The treatment for preeclampsia with HELLP syndrome is to deliver the baby. I called our obstetrician the minute I got the lab result. “No platelets — can I fly her out?”

“YES! FLY HER OUT!”

Transfer to a bigger hospital with facilities for a premature infant and with platelets, because she needs a cesearean section and she could need a hysterectomy if that darn placenta has grown through. Messy.

Problem number three: weather. We are in Alamosa, Colorado, at 7500 feet, which is the valley floor. We are surrounded by 14,000 foot peaks with passes in four directions. That nearest hospital with platelets is 180 miles and over a 10,000 foot pass and it is snowing.

I call Denver first. 250 miles. Fixed wing life flight. Nope, the weather is too bad to the east and north.

I call Albuquerque. 250 miles. Nope, the pass is socked in, the plane can’t get through.

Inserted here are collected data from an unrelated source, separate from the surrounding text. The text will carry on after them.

use super::{HiddenAreaOutcome, HiddenAreaStatus};
use crate::devices::{DeviceDescriptor, HiddenAreaKind, SECTOR_SIZE};
use crate::error::Result;
use crate::platform::{DeviceBackend, WipePattern};
use crate::{HiddenAreaPolicy, WipeConfig};
use tracing::{info, warn};

/// Detects nothing itself; the descriptor snapshot carries the hidden areas.
/// This handler neutralizes them: HPA/DCO extents are temporarily exposed
/// and overwritten with the enclosing wipe's pass policy, remapped blocks
/// are recorded as covered by the firmware erase guarantee (they are not
/// addressable by the host, so claiming direct coverage would be a lie).
pub struct HiddenAreaHandler<'a> {
    config: &'a WipeConfig,
}

pub struct HiddenAreaReport {
    pub outcomes: Vec<HiddenAreaOutcome>,
    pub warnings: Vec<String>,
    pub bytes_written: u64,
}

impl<'a> HiddenAreaHandler<'a> {
    pub fn new(config: &'a WipeConfig) -> Self {
        Self { config }
    }

    /// Process every hidden area of `device`. Failure to expose an area is
    /// a warning, never fatal: overall wipe success is independent of
    /// hidden-area success, but the certificate must reflect the partial
    /// coverage truthfully.
    pub fn process(
        &self,
        backend: &mut dyn DeviceBackend,
        device: &DeviceDescriptor,
        pass_patterns: &[WipePattern],
        hardware_erase_ran: bool,
    ) -> Result<HiddenAreaReport> {
        let mut report = HiddenAreaReport {
            outcomes: Vec::new(),
            warnings: Vec::new(),
            bytes_written: 0,
        };

        for area in &device.hidden_areas {
            match area.kind {
                HiddenAreaKind::HPA | HiddenAreaKind::DCO => {
                    self.wipe_exposed_extent(backend, area, pass_patterns, &mut report);
                }
                HiddenAreaKind::RemappedReserved => {
                    if hardware_erase_ran {
                        report.outcomes.push(HiddenAreaOutcome {
                            kind: area.kind,
                            start_sector: area.start_sector,
                            sectors: area.sectors,
                            status: HiddenAreaStatus::AssumedCovered,
                            detail: "remapped blocks covered by firmware-level erase guarantee"
                                .into(),
                        });
                    } else {
                        let msg = "remapped/reserved blocks not addressable by host and no \
                                   firmware-level erase was executed";
                        report.warnings.push(msg.to_string());
                        report.outcomes.push(HiddenAreaOutcome {
                            kind: area.kind,
                            start_sector: area.start_sector,
                            sectors: area.sectors,
                            status: HiddenAreaStatus::Skipped,
                            detail: msg.to_string(),
                        });
                    }
                }
            }
        }

        Ok(report)
    }

    fn wipe_exposed_extent(
        &self,
        backend: &mut dyn DeviceBackend,
        area: &crate::devices::HiddenArea,
        pass_patterns: &[WipePattern],
        report: &mut HiddenAreaReport,
    ) {
        let native_max = area.start_sector + area.sectors;

        let original_max = match backend.expose_hidden_area(native_max) {
            Ok(original) => original,
            Err(e) => {
                let msg = format!(
                    "{:?} area at sector {} could not be exposed: {}",
                    area.kind, area.start_sector, e
                );
                warn!("{}", msg);
                report.warnings.push(msg.clone());
                report.outcomes.push(HiddenAreaOutcome {
                    kind: area.kind,
                    start_sector: area.start_sector,
                    sectors: area.sectors,
                    status: HiddenAreaStatus::Skipped,
                    detail: msg,
                });
                return;
            }
        };

        info!(
            kind = ?area.kind,
            start_sector = area.start_sector,
            sectors = area.sectors,
            "hidden extent exposed, applying enclosing pass policy"
        );

        // Same pass policy as the enclosing wipe mode. Hardware-erase plans
        // have no overwrite passes, so the extent gets a single zero pass.
        let patterns: &[WipePattern] = if pass_patterns.is_empty() {
            &[WipePattern::Zeros]
        } else {
            pass_patterns
        };

        let offset = area.start_sector * SECTOR_SIZE;
        let length = area.sectors * SECTOR_SIZE;
        let mut failed = None;
        for pattern in patterns {
            match backend.overwrite(offset, length, *pattern, &mut |_| {}) {
                Ok(written) => report.bytes_written += written,
                Err(e) => {
                    failed = Some(e.to_string());
                    break;
                }
            }
        }

        // Restore the boundary unless configured for permanent removal
        if self.config.hidden_area_policy == HiddenAreaPolicy::Restore {
            if let Err(e) = backend.restore_hidden_area(original_max) {
                let msg = format!(
                    "{:?} boundary could not be restored to sector {}: {}",
                    area.kind, original_max, e
                );
                warn!("{}", msg);
                report.warnings.push(msg);
            }
        }

        match failed {
            None => report.outcomes.push(HiddenAreaOutcome {
                kind: area.kind,
                start_sector: area.start_sector,
                sectors: area.sectors,
                status: HiddenAreaStatus::Addressed,
                detail: format!("{} overwrite pass(es) applied", patterns.len()),
            }),
            Some(e) => {
                let msg = format!(
                    "{:?} extent overwrite failed after exposure: {}",
                    area.kind, e
                );
                report.warnings.push(msg.clone());
                report.outcomes.push(HiddenAreaOutcome {
                    kind: area.kind,
                    start_sector: area.start_sector,
                    sectors: area.sectors,
                    status: HiddenAreaStatus::Skipped,
                    detail: msg,
                });
            }
        }
    }
}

I call Grand Junction. About the same distance. They say “WHERE are you?” I’ve never tried to send anyone there before. They demur and I cajole and beg. “Okay, okay!” The high risk obstetrics doctor can’t be looking forward to meeting this patient, but they accept.

From the start of calling to the arrival of a plane and crew usually takes about four hours. I want to chew my nails.At last I hug my patient goodbye and they go.

I get the call about 6 hours later. Delivered and they did have to do a hysterectomy, but mother and baby are fine. Her bladder was untouched. They had platelets.

Whew! I was so happy, and mom and baby too. Let’s give credit to my patient too: she got prenatal care. She paid attention. She knew she was high risk. I had told her to come in if anything changed and she did, so we caught the preeclampsia on time.

But it could have gone wrong in all sorts of ways. We were both careful and we were lucky. If the storm had been over Alamosa we would have done the best we could then, too, but it could have turned out quite differently. And thanks to the high risk obstetrics doctors who accept complex patients that they have never seen from rural doctors like me!

Blessings. Blessings on all the nurses and doctors and midlevels and hospital housecleaners and security and lab workers and the Life Flight personnel and First Responders and everyone who has worked and worked and worked through the pandemic.

________________________________________

I took the photograph in Maryland in December: abstract and complicated water, ice and reflections.